11 desta Lei, provocando lesão corporal ou perturbação funcional que
cause a morte ou a perda ou redução, permanente ou temporária, da
capacidade para o trabalho e, logo na sequência, traça norma relativa às
doenças em que é possível visualizar a influência da prestação laboral,
preconizando que: doença do trabalho, assim entendida a adquirida ou
desencadeada em função de condições especiais em que o trabalho é
realizado e com ele se relacione diretamente, constante da relação
mencionada no inciso I.
A
decisão afirma que é inquestionável que a atividade frigorífica oferece
alto grau de risco aos trabalhadores que nela se ativam diariamente,
tanto que o anexo nº 14 da Norma Regulamentadora nº 15 MTE atribui
insalubridade em grau máximo para o trabalho ou operação que demande
contato permanente com carnes, glândulas, vísceras, sangue, ossos,
couros, pêlos e dejeções de animais portadores de doenças
infectocontagiosas (carbunculose, brucelose, tuberculose).
Resta
evidente que o trabalho do obreiro possibilitava o contato com agentes
biológicos ensejadores de risco ocupacional, ainda que as atividades do
frigorífico reclamado passem por inspeções de qualidade, pois do
contrário a enfermidade em debate (leptospirose) sequer figuraria como
doença ocupacional na listagem emitida pelo Ministério do Trabalho,
afirma a decisão, concluindo que a responsabilidade civil objetiva da
reclamada no processo encaixa-se perfeitamente, independentemente da
culpa, levando em consideração apenas a ocorrência da lesão, no caso, a
morte sofrida pelo trabalhador, que possuía esposa e três filhas
menores.
Na
certidão de óbito consta como causa da morte: Distúrbio ácido-básico
grave, insuficiência renal aguda, choque séptico, leptospirose.
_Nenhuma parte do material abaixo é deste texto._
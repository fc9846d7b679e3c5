//! A straight run of ship segments with a hit counter.

use core::fmt;

use crate::common::BoardError;
use crate::config::MAX_SHIP_SIZE;
use crate::coord::{Coordinate, Orientation};
use crate::coordset::CoordSet;

#[derive(Clone, Copy, PartialEq, Eq)]
pub struct Ship {
    anchor: Coordinate,
    size: u8,
    /// `None` for single-segment ships.
    orientation: Option<Orientation>,
    footprint: CoordSet,
    active_units: u8,
}

impl Ship {
    /// Ship of `size` segments starting at `anchor` and extending along
    /// `orientation`. The orientation is dropped for size 1.
    pub fn new(anchor: Coordinate, size: u8, orientation: Orientation) -> Result<Self, BoardError> {
        if size == 0 || size > MAX_SHIP_SIZE {
            return Err(BoardError::InvalidShipSize(size));
        }
        let orientation = (size > 1).then_some(orientation);
        let mut footprint = CoordSet::new();
        for i in 0..size {
            let c = match orientation {
                Some(o) => anchor.step(o, i).ok_or(BoardError::ShipOutOfBounds)?,
                None => anchor,
            };
            footprint.insert(c);
        }
        Ok(Ship {
            anchor,
            size,
            orientation,
            footprint,
            active_units: size,
        })
    }

    pub fn anchor(&self) -> Coordinate {
        self.anchor
    }

    pub fn size(&self) -> u8 {
        self.size
    }

    pub fn orientation(&self) -> Option<Orientation> {
        self.orientation
    }

    /// Segments still afloat.
    pub fn active_units(&self) -> u8 {
        self.active_units
    }

    /// Segments from the anchor to the tail. Each call starts over.
    pub fn cells(&self) -> impl Iterator<Item = Coordinate> + '_ {
        (0..self.size).filter_map(move |i| match self.orientation {
            Some(o) => self.anchor.step(o, i),
            None => Some(self.anchor),
        })
    }

    /// Last segment.
    pub fn tail(&self) -> Coordinate {
        self.cells().last().unwrap_or(self.anchor)
    }

    /// Occupied coordinates as a set.
    pub fn footprint(&self) -> CoordSet {
        self.footprint
    }

    pub fn contains(&self, c: Coordinate) -> bool {
        self.footprint.contains(c)
    }

    /// Register one hit on the ship.
    pub fn hit(&mut self) -> Result<(), BoardError> {
        self.active_units = self
            .active_units
            .checked_sub(1)
            .ok_or(BoardError::ShipAlreadySunk)?;
        Ok(())
    }

    pub fn is_destroyed(&self) -> bool {
        self.active_units == 0
    }
}

impl fmt::Debug for Ship {
    fn fmt(&self, f: &mut fmt::Formatter<'_>) -> fmt::Result {
        write!(
            f,
            "Ship {{ anchor: {}, size: {}, orientation: {:?}, active: {} }}",
            self.anchor, self.size, self.orientation, self.active_units,
        )
    }
}
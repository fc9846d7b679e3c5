use clap::{Parser, Subcommand};
use log::info;
use rand::rngs::SmallRng;
use rand::{Rng, SeedableRng};
use salvo::{
    init_logging, Board, Coordinate, Position, Report, TargetingEngine, BOARD_SIZE, COLUMN_LETTERS,
};
use serde::Serialize;

#[derive(Parser)]
#[command(author, version, about, long_about = None)]
struct Cli {
    #[command(subcommand)]
    command: Commands,
}

#[derive(Subcommand)]
enum Commands {
    /// Play automated matches and print one JSON summary per match.
    Sim {
        #[arg(long, help = "Fix RNG seed for reproducible matches (e.g., --seed 12345)")]
        seed: Option<u64>,
        #[arg(long, default_value_t = 1)]
        games: u32,
        #[arg(long, help = "Include every shot report in the output")]
        shots: bool,
    },
    /// Generate a board and print it.
    Board {
        #[arg(long, help = "Fix RNG seed for a reproducible layout")]
        seed: Option<u64>,
        #[arg(long, help = "Show the board as the opponent sees it")]
        hidden: bool,
    },
}

#[derive(Serialize)]
struct ShotRecord {
    shooter: &'static str,
    target: Position,
    report: Report,
}

#[derive(Serialize)]
struct MatchSummary {
    game: u32,
    first: &'static str,
    winner: &'static str,
    turns: usize,
    #[serde(skip_serializing_if = "Option::is_none")]
    shots: Option<Vec<ShotRecord>>,
}

const SIDES: [&str; 2] = ["player1", "player2"];

fn make_rng(seed: Option<u64>, offset: u64) -> SmallRng {
    match seed {
        Some(s) => SmallRng::seed_from_u64(s.wrapping_add(offset)),
        None => {
            let mut seed_rng = rand::rng();
            SmallRng::from_rng(&mut seed_rng)
        }
    }
}

fn play_match(game: u32, rng: &mut SmallRng, keep_shots: bool) -> anyhow::Result<MatchSummary> {
    let mut boards = [
        Board::new(SIDES[0], false, rng).map_err(|e| anyhow::anyhow!(e))?,
        Board::new(SIDES[1], true, rng).map_err(|e| anyhow::anyhow!(e))?,
    ];
    let mut engines = [TargetingEngine::new(), TargetingEngine::new()];
    let first = rng.random_range(0..2usize);
    let mut shooter = first;
    let mut shots = Vec::new();
    let mut turns = 0;

    loop {
        let target = &mut boards[1 - shooter];
        let (position, report) = engines[shooter]
            .take_turn(target, rng)
            .map_err(|e| anyhow::anyhow!(e))?;
        turns += 1;
        if keep_shots {
            shots.push(ShotRecord {
                shooter: SIDES[shooter],
                target: position,
                report,
            });
        }
        if report == Report::Destroyed && target.are_all_ships_destroyed() {
            break;
        }
        shooter = 1 - shooter;
    }

    info!("game {}: {} wins after {} turns", game, SIDES[shooter], turns);
    Ok(MatchSummary {
        game,
        first: SIDES[first],
        winner: SIDES[shooter],
        turns,
        shots: keep_shots.then_some(shots),
    })
}

fn print_board(board: &Board) {
    println!("{}", board.name());
    print!("    ");
    for letter in COLUMN_LETTERS.chars() {
        print!(" {}", letter);
    }
    println!();
    for c in Coordinate::all() {
        if c.col() == 0 {
            print!("{:>3} ", c.row() + 1);
        }
        print!("|{}", board.visible(c));
        if c.col() == BOARD_SIZE - 1 {
            println!("|");
        }
    }
}

fn main() -> anyhow::Result<()> {
    init_logging();
    let cli = Cli::parse();

    match cli.command {
        Commands::Sim { seed, games, shots } => {
            if let Some(s) = seed {
                info!("using fixed seed {}", s);
            }
            for game in 0..games {
                let mut rng = make_rng(seed, game as u64);
                let summary = play_match(game, &mut rng, shots)?;
                println!("{}", serde_json::to_string(&summary)?);
            }
        }
        Commands::Board { seed, hidden } => {
            let mut rng = make_rng(seed, 0);
            let name = if hidden { "Opponent's ships" } else { "Your ships" };
            let board = Board::new(name, hidden, &mut rng).map_err(|e| anyhow::anyhow!(e))?;
            print_board(&board);
        }
    }
    Ok(())
}
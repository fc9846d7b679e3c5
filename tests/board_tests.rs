mod common;

use common::{at, Scripted};
use salvo::{
    Board, BoardError, CellState, Coordinate, Orientation, PlacementConfig, Position, Report,
    Ship, Visible,
};

fn pos(s: &str) -> Position {
    s.parse().unwrap()
}

#[test]
fn test_single_ship_in_corner_sinks_and_clears_neighbours() {
    let ship = Ship::new(at(0, 0), 1, Orientation::Vertical).unwrap();
    let mut board = Board::with_fleet("corner", false, vec![ship]).unwrap();

    assert_eq!(board.shoot(pos("A1")).unwrap(), Report::Destroyed);
    let pool = board.remaining_moves();
    assert_eq!(pool.len(), 100 - 4);
    for p in ["A1", "A2", "B1", "B2"] {
        assert!(!pool.contains(pos(p).into()), "{} still open", p);
    }
    assert_eq!(board.visible(at(0, 0)), Visible::Destroyed);
    for c in [at(1, 0), at(0, 1), at(1, 1)] {
        assert_eq!(board.visible(c), Visible::Missed);
    }
    assert!(board.are_all_ships_destroyed());
}

#[test]
fn test_not_valid_leaves_board_unchanged() {
    let ship = Ship::new(at(4, 4), 2, Orientation::Vertical).unwrap();
    let mut board = Board::with_fleet("repeat", false, vec![ship]).unwrap();
    assert_eq!(board.shoot(at(4, 4)).unwrap(), Report::Hit);
    assert_eq!(board.shoot(at(0, 0)).unwrap(), Report::Missed);

    let cells: Vec<_> = Coordinate::all().map(|c| board.cell(c)).collect();
    let pool = board.remaining_moves().to_set();
    let health: Vec<_> = board.ships().iter().map(Ship::active_units).collect();

    assert_eq!(board.shoot(at(4, 4)).unwrap(), Report::NotValid);
    assert_eq!(board.shoot(at(0, 0)).unwrap(), Report::NotValid);

    let cells_after: Vec<_> = Coordinate::all().map(|c| board.cell(c)).collect();
    assert_eq!(cells, cells_after);
    assert_eq!(pool, board.remaining_moves().to_set());
    let health_after: Vec<_> = board.ships().iter().map(Ship::active_units).collect();
    assert_eq!(health, health_after);
}

#[test]
fn test_hit_then_sink_clears_ring() {
    let ship = Ship::new(at(3, 5), 3, Orientation::Horizontal).unwrap();
    let mut board = Board::with_fleet("ring", false, vec![ship]).unwrap();

    assert_eq!(board.shoot(pos("D6")).unwrap(), Report::Hit);
    assert_eq!(board.shoot(pos("E6")).unwrap(), Report::Hit);
    assert_eq!(board.remaining_moves().len(), 98);
    assert_eq!(board.ships()[0].active_units(), 1);

    assert_eq!(board.shoot(pos("F6")).unwrap(), Report::Destroyed);
    // 5x3 block around the ship, minus the three segments.
    assert_eq!(board.remaining_moves().len(), 100 - 15);
    for col in 2..=6 {
        for row in 4..=6 {
            let c = at(col, row);
            assert!(!board.remaining_moves().contains(c));
            let expected = if row == 5 && (3..=5).contains(&col) {
                CellState::Destroyed
            } else {
                CellState::Missed
            };
            assert_eq!(board.cell(c).state(), expected);
        }
    }
    assert_eq!(board.shoot(pos("C5")).unwrap(), Report::NotValid);
}

#[test]
fn test_miss_marks_cell() {
    let ship = Ship::new(at(9, 9), 1, Orientation::Horizontal).unwrap();
    let mut board = Board::with_fleet("miss", false, vec![ship]).unwrap();
    assert_eq!(board.shoot(pos("A1")).unwrap(), Report::Missed);
    assert_eq!(board.cell(at(0, 0)).state(), CellState::Missed);
    assert_eq!(board.remaining_moves().len(), 99);
    assert!(!board.are_all_ships_destroyed());
}

#[test]
fn test_hidden_board_fogs_ships_until_hit() {
    let ship = Ship::new(at(2, 2), 2, Orientation::Horizontal).unwrap();
    let mut board = Board::with_fleet("fog", true, vec![ship]).unwrap();
    assert!(board.is_hidden());
    assert_eq!(board.visible(at(2, 2)), Visible::Unknown);
    assert_eq!(board.visible(at(0, 0)), Visible::Empty);
    assert!(board.cell(at(2, 2)).is_ship());

    assert_eq!(board.shoot(at(2, 2)).unwrap(), Report::Hit);
    assert_eq!(board.visible(at(2, 2)), Visible::Destroyed);
    assert_eq!(board.visible(at(3, 2)), Visible::Unknown);
}

#[test]
fn test_with_fleet_rejects_touching_ships() {
    let a = Ship::new(at(0, 0), 2, Orientation::Horizontal).unwrap();
    let b = Ship::new(at(2, 1), 1, Orientation::Horizontal).unwrap();
    let err = Board::with_fleet("touch", false, vec![a, b]).unwrap_err();
    assert_eq!(err, BoardError::ShipsTouching { a: 0, b: 1 });

    let c = Ship::new(at(3, 0), 1, Orientation::Horizontal).unwrap();
    assert!(Board::with_fleet("gap", false, vec![a, c]).is_ok());
}

#[test]
fn test_placement_follows_dice_largest_first() {
    let mut dice = Scripted::default();
    // Out of bounds, then accepted.
    dice.push_ship(8, 0, Orientation::Horizontal);
    dice.push_ship(0, 0, Orientation::Horizontal);
    // Touches the battleship diagonally, then accepted.
    dice.push_ship(4, 1, Orientation::Horizontal);
    dice.push_ship(0, 2, Orientation::Horizontal);
    dice.push_ship(5, 0, Orientation::Horizontal);
    dice.push_ship(0, 4, Orientation::Horizontal);
    dice.push_ship(3, 4, Orientation::Horizontal);
    dice.push_ship(6, 4, Orientation::Vertical);
    for col in [0, 2, 4, 8] {
        dice.push_ship(col, 8, Orientation::Vertical);
    }

    let board = Board::new("scripted", false, &mut dice).unwrap();
    assert!(dice.coordinates.is_empty());
    let layout: Vec<_> = board
        .ships()
        .iter()
        .map(|s| (s.anchor(), s.size(), s.orientation()))
        .collect();
    assert_eq!(layout[0], (at(0, 0), 4, Some(Orientation::Horizontal)));
    assert_eq!(layout[1], (at(0, 2), 3, Some(Orientation::Horizontal)));
    assert_eq!(layout[5], (at(6, 4), 2, Some(Orientation::Vertical)));
    assert_eq!(layout[9], (at(8, 8), 1, None));
}

#[test]
fn test_placement_gives_up_when_budget_is_empty() {
    let mut rng = <rand::rngs::SmallRng as rand::SeedableRng>::seed_from_u64(3);
    let config = PlacementConfig::new(0, 2);
    let err = Board::with_config("none", false, &mut rng, &config).unwrap_err();
    assert_eq!(err, BoardError::UnableToPlaceFleet { restarts: 2 });
}

#[test]
fn test_random_remaining_is_open() {
    let ship = Ship::new(at(0, 0), 1, Orientation::Horizontal).unwrap();
    let mut board = Board::with_fleet("pick", false, vec![ship]).unwrap();
    board.shoot(at(0, 0)).unwrap();
    let mut dice = Scripted::with_indices([0]);
    let pick = board.random_remaining(&mut dice).unwrap();
    assert_eq!(pick, pos("C1"));
}

#[test]
fn test_position_conversions() {
    assert_eq!(Board::to_position(at(0, 0)), pos("A1"));
    assert_eq!(Board::to_position(at(9, 9)), pos("J10"));
    assert_eq!(Board::to_coordinate(pos("B7")), at(1, 6));
}
//! Naval combat engine: random fleet placement, shot resolution with the
//! sink cascade, and a hunt/target opponent.
#![cfg_attr(not(feature = "std"), no_std)]

extern crate alloc;

mod ai;
mod board;
mod cell;
mod common;
mod config;
mod coord;
pub mod coordset;
mod dice;
#[cfg(feature = "std")]
mod logging;
mod placement;
mod ship;

pub use ai::TargetingEngine;
pub use board::{Board, MovePool};
pub use cell::{Cell, CellState, Visible};
pub use common::{BoardError, Report, TargetingError};
pub use config::*;
pub use coord::{Coordinate, Orientation, Position, PositionError};
pub use coordset::CoordSet;
pub use dice::Dice;
#[cfg(feature = "std")]
pub use logging::{init_logging, LOG_ENV};
pub use placement::{place_fleet, validate_layout};
pub use ship::Ship;
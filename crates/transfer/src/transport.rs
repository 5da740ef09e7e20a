//! PUT transport used by the uploaders.
//!
//! [`RangeTransport`] keeps the upload protocol independent of the HTTP stack
//! so it can be driven by a scripted mock in tests. [`HttpTransport`] is the
//! `reqwest` implementation.

use std::future::Future;
use std::pin::Pin;
use std::time::Duration;

use reqwest::header::{CONTENT_RANGE, CONTENT_TYPE};

/// One PUT of raw bytes to a signed URL.
#[derive(Debug, Clone, Copy)]
pub struct PutRequest<'a> {
    pub url: &'a str,
    /// `Content-Range` header value; `None` for single-shot uploads.
    pub content_range: Option<&'a str>,
    pub content_type: &'a str,
    pub body: &'a [u8],
}

/// Status and body text of a PUT response.
#[derive(Debug, Clone, PartialEq, Eq)]
pub struct PutResponse {
    pub status: u16,
    pub body: String,
}

/// Classification of a failure where no HTTP status was received.
#[derive(Debug, Clone, Copy, PartialEq, Eq)]
pub enum TransportErrorKind {
    /// Could not connect, or the connection dropped mid-request.
    Connect,
    /// The request did not complete within the timeout.
    Timeout,
    /// Anything else (bad URL, TLS setup, builder errors).
    Other,
}

impl std::fmt::Display for TransportErrorKind {
    fn fmt(&self, f: &mut std::fmt::Formatter<'_>) -> std::fmt::Result {
        match self {
            TransportErrorKind::Connect => f.write_str("connection error"),
            TransportErrorKind::Timeout => f.write_str("timeout"),
            TransportErrorKind::Other => f.write_str("request error"),
        }
    }
}

/// Network-level failure of a PUT.
#[derive(Debug, thiserror::Error)]
#[error("{kind}: {message}")]
pub struct TransportError {
    kind: TransportErrorKind,
    message: String,
}

impl TransportError {
    pub fn new(kind: TransportErrorKind, message: impl Into<String>) -> Self {
        Self {
            kind,
            message: message.into(),
        }
    }

    pub fn kind(&self) -> TransportErrorKind {
        self.kind
    }

    /// Whether repeating the same request may succeed.
    pub fn is_transient(&self) -> bool {
        matches!(
            self.kind,
            TransportErrorKind::Connect | TransportErrorKind::Timeout
        )
    }
}

impl From<reqwest::Error> for TransportError {
    fn from(err: reqwest::Error) -> Self {
        let kind = if err.is_timeout() {
            TransportErrorKind::Timeout
        } else if err.is_connect() || is_connection_drop(&err) {
            TransportErrorKind::Connect
        } else {
            TransportErrorKind::Other
        };
        Self::new(kind, err.to_string())
    }
}

/// Walks the error chain looking for an I/O error that means the peer went away.
fn is_connection_drop(err: &(dyn std::error::Error + 'static)) -> bool {
    let mut current = Some(err);
    while let Some(e) = current {
        if let Some(io) = e.downcast_ref::<std::io::Error>() {
            return matches!(
                io.kind(),
                std::io::ErrorKind::ConnectionReset
                    | std::io::ErrorKind::ConnectionAborted
                    | std::io::ErrorKind::BrokenPipe
                    | std::io::ErrorKind::UnexpectedEof
            );
        }
        current = e.source();
    }
    false
}

/// Sends PUT requests.
///
/// Implementations must only return `Err` when no HTTP status was received;
/// every status, including errors, is reported through [`PutResponse`].
pub trait RangeTransport: Send + Sync {
    fn put<'a>(
        &'a self,
        request: PutRequest<'a>,
    ) -> Pin<Box<dyn Future<Output = Result<PutResponse, TransportError>> + Send + 'a>>;
}

/// `reqwest`-backed transport.
pub struct HttpTransport {
    http: reqwest::Client,
}

impl HttpTransport {
    /// Creates a transport whose requests time out after `timeout`.
    ///
    /// Redirects are not followed: 308 is the resumable protocol's
    /// "keep going" answer, not a redirect.
    pub fn new(timeout: Duration) -> Result<Self, TransportError> {
        let http = reqwest::Client::builder()
            .timeout(timeout)
            .redirect(reqwest::redirect::Policy::none())
            .build()?;
        Ok(Self { http })
    }
}

impl RangeTransport for HttpTransport {
    fn put<'a>(
        &'a self,
        request: PutRequest<'a>,
    ) -> Pin<Box<dyn Future<Output = Result<PutResponse, TransportError>> + Send + 'a>> {
        Box::pin(async move {
            let mut builder = self
                .http
                .put(request.url)
                .header(CONTENT_TYPE, request.content_type)
                .body(request.body.to_vec());
            if let Some(range) = request.content_range {
                builder = builder.header(CONTENT_RANGE, range);
            }

            let resp = builder.send().await?;
            let status = resp.status().as_u16();
            let body = resp.text().await.unwrap_or_default();
            Ok(PutResponse { status, body })
        })
    }
}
Assim,
afirma a decisão, que não há necessidade de ser um profissional da área
de medicina para se identificar que a causa básica da morte do
trabalhador, a doença da qual padecia e lhe ceifou a vida, foi a
leptospirose, enquanto as demais causas, constituem meros sintomas
decorrentes da doença, estando aí configurado o dano, um dos dois
elementos caracterizadores da responsabilidade objetiva.
Para
a Justiça do Trabalho, estão configurados os elementos da
responsabilidade subjetiva, nada impedindo a coexistência do
reconhecimento das responsabilidades objetiva e subjetiva. Acerca da
materialização da culpa da reclamada, enceto relembrando que já não é
mais novidade para esta Corte a máxime negligência da aludida empresa
reclamada (Agropastoril Estevam Ltda) para com as normas de saúde e
segurança do trabalhador, assim como daquela que, em diversas outras
ações nesta Justiça, vem sendo reconhecida como sua sucessora (JBS S/A),
afirma a decisão.
Pela
condenação, a pensão mensal vitalícia, no valor de 2/3 do salário do
falecido será calculada sobre a média salarial dos últimos 12 meses,
incluído o duodécimo do 13ª parcela anual e do 1/3 de férias, apurada a
partir de 28/3/2010, atualizado na forma da lei e com os percentuais de
reajustes salariais concedidos aos empregados da reclamada.
A
indenização por danos morais, no importe de R$ 600.000,00, sendo
R$150.000,00 para cada autora. O valor destinado a cada menor deverá ser
depositado em caderneta de poupança, e a movimentação fica restrita até
completarem a maioridade civil de 18 anos, ou antes, mediante
autorização judicial onde reste comprovada a necessidade individual da
utilização do crédito para fins de aquisição de casa própria, gastos com
educação ou saúde.
O
pensionamento deverá ser pago até 3/2/2046 para a viúva e às menores
até estas completarem 18anos de idade ou, em comprovando a condição de
estudantes pela via de artigos de liquidação, até completarem 25 anos,
sendo 50% para a mãe e os outros 50% divididos em partes iguais (1/3)
para as filhas menores. A empresa deverá constituir capital suficiente
para garantir o pensionamento, no valor de R$300.000,00. A decisão é passível de recurso.